Manville:  Have you seen any companies that you think have really got it right? That really treat the learner as customer?

Webber:  I’m not an expert on this, but I think people like John Cone at Dell, Tom Kelly at Cisco, the folks at Motorola all pretty much get it; first and foremost they understand people.

At a dinner party the other night we played a rather revealing game. We went around the room and everybody had to say who was their favorite teacher, and why. So we heard about someone’s second grade English teacher, someone else’s fourth grade history teacher, someone else’s Ph.D. thesis advisor. What did those teachers do right?

They spoke your language. They sparked your imagination. They changed the game. I remember a teacher I had in 4th grade. We were studying Stravinsky’s Firebird and rather than just listen to the music we, as a class, made a giant mural of the firebird. Even today, when I hear the music, I can see the mural. This teacher was not going to make this a painful memorization exercise. Instead it was about entering a world of images conjured up in a young mind’s eye, translating sound into sight. How can you translate sound into sight? How do you translate sight into a group project? By changing the game. The best workplace learning does the same thing—changes the game.

Manville:  Now let’s apply some of this to the future of elearning design and the trajectory of elearning looking ahead. What will elearning in, say 2010, look like?

Webber:  What the web does is make a bunch of promises to the individual. It says,” The Internet offers not so much elearning as ‘me learning.’ We don’t really care about the technology per se; what we care about is you.” If the web keeps its promise, it’s going to be a whole lot about what we call here, “Unit of one.” Just as you can today go to many web sites and choose which language you want the material presented in, future elearning will let you configure the lesson or the material or the experience in a way that you are going to be most receptive to. It will be like controlling the soundboard in a recording studio. You have a hard time with those bass notes? Okay we’ll bring up the treble. You need to introduce more drums? Okay we can manipulate it or you can manipulate it to hear drums.

Manville:  Let’s translate the metaphor. Sketch some specifics.

Webber:  It’s all about how I learn best. So take the case of a very slow reader.
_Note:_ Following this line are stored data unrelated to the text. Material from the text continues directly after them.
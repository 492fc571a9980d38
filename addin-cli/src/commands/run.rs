//! Run add-ins against synthetic host events

use std::path::PathBuf;
use std::time::Duration;

use addin_api::{EventKind, StartArgs};
use addin_core::{AddinEvent, AddinHostConfig, AddinRegistry, DispatchMode};
use anyhow::Result;
use clap::Args;
use tracing::debug;

#[derive(Args)]
pub struct RunArgs {
    /// Directory to import add-ins from (defaults to the configured add-in directory)
    pub dir: Option<PathBuf>,

    /// Event to dispatch, as `kind` or `kind=value` (e.g. `pause=true`, `rgb-encode=1,2,3`)
    #[arg(short, long = "event", value_parser = parse_event)]
    pub events: Vec<AddinEvent>,

    /// Start every add-in, not only those with `auto_start` set
    #[arg(long)]
    pub all: bool,

    /// How to run add-in code (overrides the config)
    #[arg(long, value_parser = parse_dispatch)]
    pub dispatch: Option<DispatchMode>,

    /// Time to let detached add-in code run before unloading, in milliseconds
    #[arg(long, default_value_t = 200)]
    pub wait_ms: u64,
}

pub async fn run(args: RunArgs, mut config: AddinHostConfig) -> Result<()> {
    if let Some(dispatch) = args.dispatch {
        config.dispatch = dispatch;
    }
    let dir = args.dir.unwrap_or_else(|| config.addin_dir.clone());
    let registry = AddinRegistry::new(&config);

    let results = registry.import_dir(&dir)?;
    let imported = results.iter().filter(|(_, result)| result.is_ok()).count();
    for (path, result) in &results {
        if let Err(e) = result {
            tracing::warn!("Skipping add-in {}: {}", path.display(), e);
        }
    }
    println!("Imported {} of {} add-ins from {}", imported, results.len(), dir.display());

    let started = if args.all {
        registry
            .list()
            .iter()
            .filter(|addin| registry.start(addin.id, StartArgs::MANUAL))
            .count()
    } else {
        registry.start_auto_addins()
    };
    println!("Started {} add-ins", started);

    // Give start() a chance to subscribe before the first event
    settle(args.wait_ms).await;

    for event in &args.events {
        debug!("Dispatching {:?}", event);
        let handlers = registry.dispatch(event);
        println!("{} -> {} handlers", event.kind(), handlers);
    }

    settle(args.wait_ms).await;
    registry.unload_all();
    settle(args.wait_ms).await;
    Ok(())
}

async fn settle(wait_ms: u64) {
    if wait_ms > 0 {
        tokio::time::sleep(Duration::from_millis(wait_ms)).await;
    }
}

/// Parse `kind[=value]` into an event
fn parse_event(s: &str) -> Result<AddinEvent, String> {
    let (kind, value) = match s.split_once('=') {
        Some((kind, value)) => (kind, Some(value)),
        None => (s, None),
    };
    let kind: EventKind = kind.parse()?;
    AddinEvent::parse(kind, value)
}

fn parse_dispatch(s: &str) -> Result<DispatchMode, String> {
    match s {
        "inline" => Ok(DispatchMode::Inline),
        "thread" => Ok(DispatchMode::Thread),
        "blocking" => Ok(DispatchMode::Blocking),
        other => Err(format!("unknown dispatch mode '{other}' (inline, thread, blocking)")),
    }
}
The customer demands unit of one customization. “Could I possibly have a synthetic voice read this to me?” Or take the case of a really fast reader. “Instead of taking notes I would like a space where I can speak my notes and they appear as talking notes that I can refer to over and over again.” Or, “I don’t learn by hearing, I learn by interacting so let’s have an agent inside this learning space who is my co-learning partner. And as an agent, a fictive character, act like my best friend: someone who doesn’t make me feel like a fool for asking questions.” All of this ought to be configurable.

Today, as you know, things are still pretty primitive in learning—simply making a bunch of un-webified reading material electronic. But this is normal; it’s the way any new technology starts…just automating the old way of doing it. The early days of television were basically the radio format in front of a camera: people standing up reading scripts, with minimal attention to anything visual. Similarly today, what’s most of the elearning? Take a PowerPoint presentation, put it on the web and click on it. Not a big advance.

But think about the longer term future. With the web’s promise of things like self-design, self-help, timeliness of learning, specificity of learning, lack of embarrassment—the learning experience is going to be very, very different.

Manville:  Let me challenge you a little here. I’m sure we’ll have lots of personalized learning in the future. How about learning from people who know more than you do? And, sometimes, self-service about what to learn or not learn isn’t going to be as effective. Where does the principle of “thou shalt” fit into the future picture?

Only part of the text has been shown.